Wednesday, February 28, 2007

Just Out...


...The Salt Companion to Harold Bloom, edited by Roy Sellars & Graham Allen, a new collection of works about and in honor of the Falstaff (or is that the Zero Mostel?) of modern literary criticism (including a poem by yours truly). I have been reading Bloom since my undergraduate days and have written about him on a number of occasions, mainly in the context of Jewish literature. Whether our precursors are absorbed into our superegos or our ids (a fine point of psychopoetics debated in The Anxiety of Influence), I know he's lurking around in my psyche somewhere. Critical trends come and go, but for me, he remains a Great Original. Once again, Salt Publishing deserves our thanks.

Friday, February 16, 2007

Ran Across This This Morning


...by Howard Nemerov

A Song of Degrees

Though the road lead nowhere
I have followed the road
In its blind turnings, its descents
And the long levels where the emptiness ahead
Is inescapably seen.

I have cried for justice, I have cried
For mercy, now I desire neither.
A man may grow strong in his wandering,
His foot strong as a wheel
Turning the endless road.

Foot and hand hardened to horn,
Nose but a hook of bone, and eyes
Not liquid now but stone--I
To myself violent, fiercely exult
In Zion everywhere.

(1950)

Tuesday, February 13, 2007

Oppen Conference CFP


This just in, and of interest:

CFP: 'George Oppen: A Centenary Conference', conference, Fall/Autumn 2008,
Edinburgh University.

2008 marks the centenary of the birth of the American poet George Oppen. From his early "objectivist" volume Discrete Series (1934) to the spare and enigmatic meditations of Primitive (1978), Oppen's work consistently interrogated the relationship between poetry and sincerity and the ground of political and ethical value. This conference will include major scholars from both sides of the Atlantic in order to celebrate Oppen's centenary and to consider key aspects of his artistic achievement and legacy. An edited volume of specially commissioned essays arising out of papers given at the conference is also planned.

Possible topics for consideration include: Objectivism and the literary object; style and sincerity; literary and philsophical modernism; the cold war; the idea of America; poetry and the polis.

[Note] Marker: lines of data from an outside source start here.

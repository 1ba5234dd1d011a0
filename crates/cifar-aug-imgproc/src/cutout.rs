use cifar_aug_image::CifarImage;

use crate::error::{check_cifar_shape, AugmentError};
use crate::random::{draw_index, RandomSource};

/// Largest block width and height drawn for a cutout.
pub const MAX_CUTOUT_EXTENT: usize = 16;

const LAST_INDEX: usize = 31;

/// The random draws of a cutout.
///
/// `width` and `height` only bound where the top-left corner may fall. The
/// erased block is the inclusive rectangle from `top_left` to `bottom_right`,
/// whose corner is drawn separately and may lie further than `width` and
/// `height` away.
#[derive(Debug, Clone, Copy, PartialEq, Eq)]
pub struct CutoutParams {
    /// Drawn block width in `[0, 16]`, bounds the top-left row.
    pub width: usize,
    /// Drawn block height in `[0, 16]`, bounds the top-left column.
    pub height: usize,
    /// Per-channel fill value.
    pub fill: [u8; 3],
    /// Top-left corner as (row, col).
    pub top_left: (usize, usize),
    /// Bottom-right corner as (row, col), inclusive.
    pub bottom_right: (usize, usize),
}

impl CutoutParams {
    /// Draw the cutout parameters.
    ///
    /// The draws happen in this order: width, height, fill color, top-left
    /// row in `[0, 31 - width]`, top-left column in `[0, 31 - height]`,
    /// bottom-right row in `[tlx, 31]` and bottom-right column in `[tly, 31]`.
    ///
    /// # Errors
    ///
    /// Returns an error if the random source returns a value out of range.
    pub fn sample(rng: &mut impl RandomSource) -> Result<Self, AugmentError> {
        let width = draw_index(rng, "cutout_width", 0, MAX_CUTOUT_EXTENT)?;
        let height = draw_index(rng, "cutout_height", 0, MAX_CUTOUT_EXTENT)?;
        let fill = rng.fill_color();

        let tlx = draw_index(rng, "cutout_top", 0, LAST_INDEX - width)?;
        let tly = draw_index(rng, "cutout_left", 0, LAST_INDEX - height)?;

        let brx = draw_index(rng, "cutout_bottom", tlx, LAST_INDEX)?;
        let bry = draw_index(rng, "cutout_right", tly, LAST_INDEX)?;

        Ok(Self {
            width,
            height,
            fill,
            top_left: (tlx, tly),
            bottom_right: (brx, bry),
        })
    }
}

/// Erase the rectangle described by `params` with its fill color.
///
/// The output is a copy of `src` where, in every channel `c`, the rows
/// `top_left.0..=bottom_right.0` and columns `top_left.1..=bottom_right.1`
/// hold `params.fill[c]`.
///
/// # Errors
///
/// Returns an error if the image is not 3x32x32 or the rectangle does not fit
/// the image.
///
/// # Example
///
/// ```
/// use cifar_aug_image::{CifarImage, CIFAR_IMAGE_SIZE};
/// use cifar_aug_imgproc::cutout::{cutout, CutoutParams};
///
/// let image = CifarImage::from_size_val(CIFAR_IMAGE_SIZE, 100).unwrap();
/// let params = CutoutParams {
///     width: 0,
///     height: 0,
///     fill: [1, 2, 3],
///     top_left: (3, 4),
///     bottom_right: (3, 4),
/// };
///
/// let erased = cutout(&image, &params).unwrap();
///
/// assert_eq!(erased.get([2, 3, 4]), Some(&3));
/// assert_eq!(erased.get([2, 3, 5]), Some(&100));
/// ```
pub fn cutout(src: &CifarImage, params: &CutoutParams) -> Result<CifarImage, AugmentError> {
    check_cifar_shape(src)?;

    let (tlx, tly) = params.top_left;
    let (brx, bry) = params.bottom_right;
    if tlx > brx || tly > bry || brx > LAST_INDEX || bry > LAST_INDEX {
        return Err(AugmentError::InvalidRandomDraw {
            name: "cutout_bottom_right",
            value: brx.max(bry) as f64,
            low: tlx.min(tly) as f64,
            high: LAST_INDEX as f64,
        });
    }

    let cols = src.cols();
    let plane = src.plane_len();

    let mut dst = src.clone();
    let dst_data = dst.as_slice_mut();

    for (c, &value) in params.fill.iter().enumerate() {
        for i in tlx..=brx {
            let start = c * plane + i * cols;
            dst_data[start + tly..=start + bry].fill(value);
        }
    }

    Ok(dst)
}

/// Erase a randomly placed block with a random color.
///
/// See [`CutoutParams::sample`] for the draws and [`cutout`] for the erasing.
///
/// # Errors
///
/// Returns an error if the image is not 3x32x32 or the random source misbehaves.
pub fn random_cutout(
    src: &CifarImage,
    rng: &mut impl RandomSource,
) -> Result<CifarImage, AugmentError> {
    check_cifar_shape(src)?;
    let params = CutoutParams::sample(rng)?;
    cutout(src, &params)
}

#[cfg(test)]
mod tests {
    use cifar_aug_image::{CifarImage, CIFAR_IMAGE_SIZE};

    use super::CutoutParams;
    use crate::error::AugmentError;
    use crate::random::{RngSource, ScriptedSource};

    #[test]
    fn test_cutout_fills_block() -> Result<(), AugmentError> {
        let image = CifarImage::from_size_val(CIFAR_IMAGE_SIZE, 100)?;

        // width, height, tlx, tly, brx, bry
        let mut rng = ScriptedSource::new()
            .ints(&[5, 5, 0, 0, 4, 4])
            .bytes(&[10, 20, 30]);
        let erased = super::random_cutout(&image, &mut rng)?;
        assert!(rng.is_exhausted());

        for c in 0..3 {
            let fill = [10, 20, 30][c];
            for i in 0..32 {
                for j in 0..32 {
                    let expected = if i <= 4 && j <= 4 { fill } else { 100 };
                    assert_eq!(erased.get([c, i, j]), Some(&expected));
                }
            }
        }
        Ok(())
    }

    #[test]
    fn test_cutout_extent_ignores_width() -> Result<(), AugmentError> {
        let data = (0..3 * 32 * 32).map(|i| (i % 7) as u8 + 1).collect();
        let image = CifarImage::new(CIFAR_IMAGE_SIZE, data)?;

        // a 2x2 draw whose bottom-right corner lands much further away
        let mut rng = ScriptedSource::new()
            .ints(&[2, 2, 10, 20, 31, 25])
            .bytes(&[0, 0, 0]);
        let params = CutoutParams::sample(&mut rng)?;
        assert_eq!(params.top_left, (10, 20));
        assert_eq!(params.bottom_right, (31, 25));

        let erased = super::cutout(&image, &params)?;
        for c in 0..3 {
            for i in 0..32 {
                for j in 0..32 {
                    let inside = (10..=31).contains(&i) && (20..=25).contains(&j);
                    let expected = if inside { 0 } else { *image.get([c, i, j]).unwrap_or(&0) };
                    assert_eq!(erased.get([c, i, j]), Some(&expected));
                }
            }
        }
        Ok(())
    }

    #[test]
    fn test_cutout_does_not_touch_input() -> Result<(), AugmentError> {
        let image = CifarImage::from_size_val(CIFAR_IMAGE_SIZE, 9)?;
        let mut rng = RngSource::seeded(1);
        let _ = super::random_cutout(&image, &mut rng)?;
        assert!(image.as_slice().iter().all(|&v| v == 9));
        Ok(())
    }

    #[test]
    fn test_cutout_rejects_top_left_out_of_range() -> Result<(), AugmentError> {
        let image = CifarImage::from_size_val(CIFAR_IMAGE_SIZE, 0)?;
        // width 16 bounds the top-left row to [0, 15]
        let mut rng = ScriptedSource::new().ints(&[16, 0, 16]).bytes(&[0, 0, 0]);
        assert!(matches!(
            super::random_cutout(&image, &mut rng),
            Err(AugmentError::InvalidRandomDraw {
                name: "cutout_top",
                ..
            })
        ));
        Ok(())
    }

    #[test]
    fn test_cutout_rejects_inverted_rectangle() -> Result<(), AugmentError> {
        let image = CifarImage::from_size_val(CIFAR_IMAGE_SIZE, 0)?;
        let params = CutoutParams {
            width: 0,
            height: 0,
            fill: [0; 3],
            top_left: (5, 5),
            bottom_right: (4, 5),
        };
        assert!(super::cutout(&image, &params).is_err());
        Ok(())
    }

    #[test]
    fn test_sampled_params_stay_in_range() -> Result<(), AugmentError> {
        let mut rng = RngSource::seeded(1234);
        for _ in 0..500 {
            let p = CutoutParams::sample(&mut rng)?;
            assert!(p.width <= 16 && p.height <= 16);
            assert!(p.top_left.0 <= 31 - p.width);
            assert!(p.top_left.1 <= 31 - p.height);
            assert!(p.top_left.0 <= p.bottom_right.0 && p.bottom_right.0 <= 31);
            assert!(p.top_left.1 <= p.bottom_right.1 && p.bottom_right.1 <= 31);
        }
        Ok(())
    }
}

Abstracts of no more than 500 words should be sent to Lee.Spinks @ ed . ac. uk. (take out the spaces, natch--ES). The deadline for submissions is November 1, 2007.

Sunday, February 11, 2007

Poetic and Prophetic Inspiration

What used to be called the Twentieth-Century Literature Conference but which is now known as The Louisville Conference on Literature & Culture Since 1990 is coming up later this month, and will include a panel organized by Daniel Morris on “Historical Contingencies and Jewish Modernism.” Dan will be presenting on Marjorie Perloff’s Vienna Paradox, Merle Bachman will be discussing literary cafés and Yiddish poets in New York, and yours truly will be addressing the subject of Charles Reznikoff and biblical prophecy. This is a rather long paper I wrote several years ago for a guest appearance at UNLV, and the time has come for me to whittle it down to the conventional 20-minute length to which all presenters must promise to adhere, lest they be dragged bodily from the podium in utter humiliation. Since part of the paper involves a quick introduction to Reznikoff (at UNLV, I think maybe three people in an audience of about fifty had even heard of him), I can probably get to the main argument without too much trouble, though I also may have to dispense with discussions of some of my favorite Rezi poems, like “Samuel” and the breathtaking piece originally called “A Compassionate People,” which opens Inscriptions: 1944-1956 (“Where is that mountain of which we read in the Bible…”).[1]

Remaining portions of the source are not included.